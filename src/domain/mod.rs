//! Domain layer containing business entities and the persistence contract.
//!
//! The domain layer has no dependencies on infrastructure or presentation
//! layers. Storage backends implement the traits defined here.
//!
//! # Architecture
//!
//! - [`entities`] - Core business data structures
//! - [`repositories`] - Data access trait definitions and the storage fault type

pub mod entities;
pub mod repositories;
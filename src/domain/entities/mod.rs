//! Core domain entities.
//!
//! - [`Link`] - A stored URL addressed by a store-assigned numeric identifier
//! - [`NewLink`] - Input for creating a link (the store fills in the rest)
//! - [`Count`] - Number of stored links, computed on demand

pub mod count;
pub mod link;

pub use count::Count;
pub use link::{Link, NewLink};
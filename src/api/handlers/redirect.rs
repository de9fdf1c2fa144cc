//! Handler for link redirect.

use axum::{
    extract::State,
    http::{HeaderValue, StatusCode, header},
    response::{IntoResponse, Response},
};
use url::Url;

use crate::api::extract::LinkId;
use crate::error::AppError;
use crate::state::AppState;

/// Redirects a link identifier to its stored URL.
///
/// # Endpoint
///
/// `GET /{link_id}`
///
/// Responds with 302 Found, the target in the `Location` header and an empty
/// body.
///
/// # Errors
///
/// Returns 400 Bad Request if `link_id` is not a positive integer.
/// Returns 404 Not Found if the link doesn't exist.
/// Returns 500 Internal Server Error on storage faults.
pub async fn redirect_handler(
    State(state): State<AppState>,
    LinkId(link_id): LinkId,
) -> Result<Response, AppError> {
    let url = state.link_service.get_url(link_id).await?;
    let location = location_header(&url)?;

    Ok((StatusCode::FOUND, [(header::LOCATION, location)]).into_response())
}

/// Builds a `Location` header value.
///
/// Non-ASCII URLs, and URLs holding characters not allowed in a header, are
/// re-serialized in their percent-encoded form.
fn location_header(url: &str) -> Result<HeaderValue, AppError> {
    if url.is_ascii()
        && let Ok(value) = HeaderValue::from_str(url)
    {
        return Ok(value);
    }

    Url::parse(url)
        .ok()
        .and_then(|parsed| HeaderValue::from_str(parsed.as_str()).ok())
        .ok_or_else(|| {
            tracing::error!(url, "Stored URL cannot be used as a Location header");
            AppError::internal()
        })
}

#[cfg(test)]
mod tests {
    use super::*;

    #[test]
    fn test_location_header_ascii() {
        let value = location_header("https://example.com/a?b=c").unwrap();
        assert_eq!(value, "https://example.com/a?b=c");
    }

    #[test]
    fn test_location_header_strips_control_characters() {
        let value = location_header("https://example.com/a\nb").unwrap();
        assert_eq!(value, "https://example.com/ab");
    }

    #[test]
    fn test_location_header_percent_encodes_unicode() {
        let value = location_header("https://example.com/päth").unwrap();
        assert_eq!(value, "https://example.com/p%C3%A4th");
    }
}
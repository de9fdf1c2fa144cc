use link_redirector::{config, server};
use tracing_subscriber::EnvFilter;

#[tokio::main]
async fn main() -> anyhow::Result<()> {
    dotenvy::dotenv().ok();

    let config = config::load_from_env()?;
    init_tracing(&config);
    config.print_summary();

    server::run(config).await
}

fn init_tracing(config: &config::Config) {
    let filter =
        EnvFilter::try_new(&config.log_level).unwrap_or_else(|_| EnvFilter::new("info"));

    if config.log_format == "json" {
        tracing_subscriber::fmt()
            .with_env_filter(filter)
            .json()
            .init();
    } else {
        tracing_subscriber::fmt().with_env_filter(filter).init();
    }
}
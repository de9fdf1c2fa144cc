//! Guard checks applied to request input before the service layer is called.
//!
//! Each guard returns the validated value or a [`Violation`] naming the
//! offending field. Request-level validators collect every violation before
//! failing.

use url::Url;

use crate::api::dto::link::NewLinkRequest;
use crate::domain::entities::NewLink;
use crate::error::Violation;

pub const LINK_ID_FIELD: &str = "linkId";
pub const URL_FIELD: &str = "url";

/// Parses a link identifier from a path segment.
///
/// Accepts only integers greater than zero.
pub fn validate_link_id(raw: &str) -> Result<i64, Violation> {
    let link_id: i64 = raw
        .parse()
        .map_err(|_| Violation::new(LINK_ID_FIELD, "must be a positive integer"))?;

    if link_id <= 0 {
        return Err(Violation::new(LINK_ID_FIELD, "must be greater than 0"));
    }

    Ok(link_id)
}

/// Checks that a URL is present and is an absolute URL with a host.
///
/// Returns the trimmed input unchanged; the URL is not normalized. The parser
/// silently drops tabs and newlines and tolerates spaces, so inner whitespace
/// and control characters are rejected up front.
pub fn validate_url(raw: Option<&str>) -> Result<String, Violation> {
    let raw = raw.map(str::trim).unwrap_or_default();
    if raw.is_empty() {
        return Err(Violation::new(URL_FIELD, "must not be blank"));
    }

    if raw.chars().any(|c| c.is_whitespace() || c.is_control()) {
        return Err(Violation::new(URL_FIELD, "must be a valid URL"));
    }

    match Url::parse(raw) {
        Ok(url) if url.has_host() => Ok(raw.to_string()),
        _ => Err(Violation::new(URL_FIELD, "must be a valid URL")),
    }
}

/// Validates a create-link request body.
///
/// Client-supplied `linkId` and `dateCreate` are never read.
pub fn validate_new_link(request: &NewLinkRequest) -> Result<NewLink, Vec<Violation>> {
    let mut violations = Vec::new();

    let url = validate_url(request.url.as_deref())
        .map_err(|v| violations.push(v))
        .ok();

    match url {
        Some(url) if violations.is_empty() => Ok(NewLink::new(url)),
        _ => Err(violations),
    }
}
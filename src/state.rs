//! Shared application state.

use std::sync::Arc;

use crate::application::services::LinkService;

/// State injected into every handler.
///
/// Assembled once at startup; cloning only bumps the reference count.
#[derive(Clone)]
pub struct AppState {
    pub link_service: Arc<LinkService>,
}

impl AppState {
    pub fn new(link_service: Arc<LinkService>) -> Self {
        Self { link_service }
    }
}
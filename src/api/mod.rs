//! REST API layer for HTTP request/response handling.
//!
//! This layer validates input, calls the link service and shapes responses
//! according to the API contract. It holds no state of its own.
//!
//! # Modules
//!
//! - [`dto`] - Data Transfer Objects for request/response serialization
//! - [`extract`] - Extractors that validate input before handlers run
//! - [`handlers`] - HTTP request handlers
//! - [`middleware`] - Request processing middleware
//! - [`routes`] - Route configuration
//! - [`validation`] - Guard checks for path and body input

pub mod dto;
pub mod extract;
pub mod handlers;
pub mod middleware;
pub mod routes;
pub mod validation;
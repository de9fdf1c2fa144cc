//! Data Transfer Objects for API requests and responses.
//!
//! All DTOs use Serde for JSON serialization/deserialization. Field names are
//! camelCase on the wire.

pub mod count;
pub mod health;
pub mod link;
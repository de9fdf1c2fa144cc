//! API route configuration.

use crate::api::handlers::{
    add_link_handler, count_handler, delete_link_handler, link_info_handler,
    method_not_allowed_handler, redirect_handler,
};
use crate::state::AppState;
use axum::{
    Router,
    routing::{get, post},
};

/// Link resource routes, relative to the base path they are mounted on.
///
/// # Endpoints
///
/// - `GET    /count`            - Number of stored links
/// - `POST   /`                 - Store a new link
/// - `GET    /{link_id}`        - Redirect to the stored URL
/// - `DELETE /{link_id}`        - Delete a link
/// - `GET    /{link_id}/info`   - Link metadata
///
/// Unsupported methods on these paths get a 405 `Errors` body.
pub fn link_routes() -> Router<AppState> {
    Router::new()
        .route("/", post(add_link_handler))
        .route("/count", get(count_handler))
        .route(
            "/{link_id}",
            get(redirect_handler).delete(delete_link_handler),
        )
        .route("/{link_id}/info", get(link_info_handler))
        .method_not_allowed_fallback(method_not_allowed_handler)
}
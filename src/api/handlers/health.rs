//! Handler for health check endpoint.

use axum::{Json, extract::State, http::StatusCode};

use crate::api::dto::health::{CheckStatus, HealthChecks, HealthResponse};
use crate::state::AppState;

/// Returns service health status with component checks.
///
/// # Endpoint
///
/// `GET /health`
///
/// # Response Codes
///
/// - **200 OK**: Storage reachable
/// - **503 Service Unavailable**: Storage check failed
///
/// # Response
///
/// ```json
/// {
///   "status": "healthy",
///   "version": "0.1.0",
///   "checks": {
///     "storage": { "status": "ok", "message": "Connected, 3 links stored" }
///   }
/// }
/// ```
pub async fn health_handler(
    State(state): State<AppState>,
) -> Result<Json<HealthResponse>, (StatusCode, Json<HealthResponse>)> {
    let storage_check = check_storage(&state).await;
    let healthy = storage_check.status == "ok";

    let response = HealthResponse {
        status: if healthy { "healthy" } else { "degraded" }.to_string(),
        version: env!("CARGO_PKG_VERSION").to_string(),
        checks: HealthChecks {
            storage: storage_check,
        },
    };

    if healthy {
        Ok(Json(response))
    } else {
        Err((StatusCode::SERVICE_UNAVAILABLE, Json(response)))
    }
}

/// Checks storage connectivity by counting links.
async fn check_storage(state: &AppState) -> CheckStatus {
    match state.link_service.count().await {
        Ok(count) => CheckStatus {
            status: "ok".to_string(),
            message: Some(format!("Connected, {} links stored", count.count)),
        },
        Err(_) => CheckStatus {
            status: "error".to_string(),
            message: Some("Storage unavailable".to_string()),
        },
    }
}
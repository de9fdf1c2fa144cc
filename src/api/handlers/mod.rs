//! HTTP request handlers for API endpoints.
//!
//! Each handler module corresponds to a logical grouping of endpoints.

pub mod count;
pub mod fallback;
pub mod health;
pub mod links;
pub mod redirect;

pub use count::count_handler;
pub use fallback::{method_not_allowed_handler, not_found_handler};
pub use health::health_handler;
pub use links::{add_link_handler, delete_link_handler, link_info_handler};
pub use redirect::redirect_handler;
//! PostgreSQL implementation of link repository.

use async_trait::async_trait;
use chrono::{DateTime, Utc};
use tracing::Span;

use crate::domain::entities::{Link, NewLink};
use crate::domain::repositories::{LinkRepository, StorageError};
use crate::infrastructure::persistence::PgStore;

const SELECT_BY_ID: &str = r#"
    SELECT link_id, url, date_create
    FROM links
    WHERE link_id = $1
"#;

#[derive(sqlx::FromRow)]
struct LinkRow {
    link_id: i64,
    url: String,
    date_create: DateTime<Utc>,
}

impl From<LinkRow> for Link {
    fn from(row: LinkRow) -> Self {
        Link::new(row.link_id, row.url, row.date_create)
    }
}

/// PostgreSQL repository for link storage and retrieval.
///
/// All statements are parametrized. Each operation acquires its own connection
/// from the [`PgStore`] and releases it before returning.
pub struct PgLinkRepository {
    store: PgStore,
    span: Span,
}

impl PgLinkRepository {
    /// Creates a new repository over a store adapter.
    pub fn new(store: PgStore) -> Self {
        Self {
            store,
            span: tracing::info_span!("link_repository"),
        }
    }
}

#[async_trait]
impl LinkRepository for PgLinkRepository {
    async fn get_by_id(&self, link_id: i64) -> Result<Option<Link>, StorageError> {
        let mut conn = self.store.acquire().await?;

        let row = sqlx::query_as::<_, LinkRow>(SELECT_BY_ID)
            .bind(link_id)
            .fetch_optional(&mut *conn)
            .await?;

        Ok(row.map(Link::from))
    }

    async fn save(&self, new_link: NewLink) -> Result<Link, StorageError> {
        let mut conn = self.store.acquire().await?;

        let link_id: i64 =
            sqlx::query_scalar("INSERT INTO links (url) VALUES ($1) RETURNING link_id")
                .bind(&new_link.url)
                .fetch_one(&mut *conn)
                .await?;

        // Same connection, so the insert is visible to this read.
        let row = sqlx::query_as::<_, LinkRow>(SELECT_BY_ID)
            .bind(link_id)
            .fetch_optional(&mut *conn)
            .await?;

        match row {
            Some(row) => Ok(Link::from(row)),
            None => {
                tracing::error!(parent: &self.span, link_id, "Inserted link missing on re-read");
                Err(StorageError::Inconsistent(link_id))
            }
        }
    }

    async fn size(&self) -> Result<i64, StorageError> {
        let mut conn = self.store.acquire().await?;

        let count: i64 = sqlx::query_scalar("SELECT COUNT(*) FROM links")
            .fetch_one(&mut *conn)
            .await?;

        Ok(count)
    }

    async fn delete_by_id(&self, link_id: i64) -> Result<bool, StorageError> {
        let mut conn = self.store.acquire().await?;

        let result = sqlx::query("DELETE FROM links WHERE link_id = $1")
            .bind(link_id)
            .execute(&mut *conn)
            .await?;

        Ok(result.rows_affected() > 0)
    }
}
********************
YOUR GOAL: Only the lines from the first line of the records through the line with "their percent-encoded form." should be reproduced, exactly and with nothing added.

OUTPUT FOR THIS EXERCISE:
filename src/domain/mod.rs
//! Domain layer containing business entities and the persistence contract.
//!
//! The domain layer has no dependencies on infrastructure or presentation
//! layers. Storage backends implement the traits defined here.
//!
//! # Architecture
//!
//! - [`entities`] - Core business data structures
//! - [`repositories`] - Data access trait definitions and the storage fault type

pub mod entities;
pub mod repositories;
filename src/domain/entities/mod.rs
//! Core domain entities.
//!
//! - [`Link`] - A stored URL addressed by a store-assigned numeric identifier
//! - [`NewLink`] - Input for creating a link (the store fills in the rest)
//! - [`Count`] - Number of stored links, computed on demand

pub mod count;
pub mod link;

pub use count::Count;
pub use link::{Link, NewLink};
filename src/api/handlers/redirect.rs
repository de9fdf1c2fa144cc
//! Handler for link redirect.

use axum::{
    extract::State,
    http::{HeaderValue, StatusCode, header},
    response::{IntoResponse, Response},
};
use url::Url;

use crate::api::extract::LinkId;
use crate::error::AppError;
use crate::state::AppState;

/// Redirects a link identifier to its stored URL.
///
/// # Endpoint
///
/// `GET /{link_id}`
///
/// Responds with 302 Found, the target in the `Location` header and an empty
/// body.
///
/// # Errors
///
/// Returns 400 Bad Request if `link_id` is not a positive integer.
/// Returns 404 Not Found if the link doesn't exist.
/// Returns 500 Internal Server Error on storage faults.
pub async fn redirect_handler(
    State(state): State<AppState>,
    LinkId(link_id): LinkId,
) -> Result<Response, AppError> {
    let url = state.link_service.get_url(link_id).await?;
    let location = location_header(&url)?;

    Ok((StatusCode::FOUND, [(header::LOCATION, location)]).into_response())
}

/// Builds a `Location` header value.
///
/// Non-ASCII URLs, and URLs holding characters not allowed in a header, are
/// re-serialized in their percent-encoded form.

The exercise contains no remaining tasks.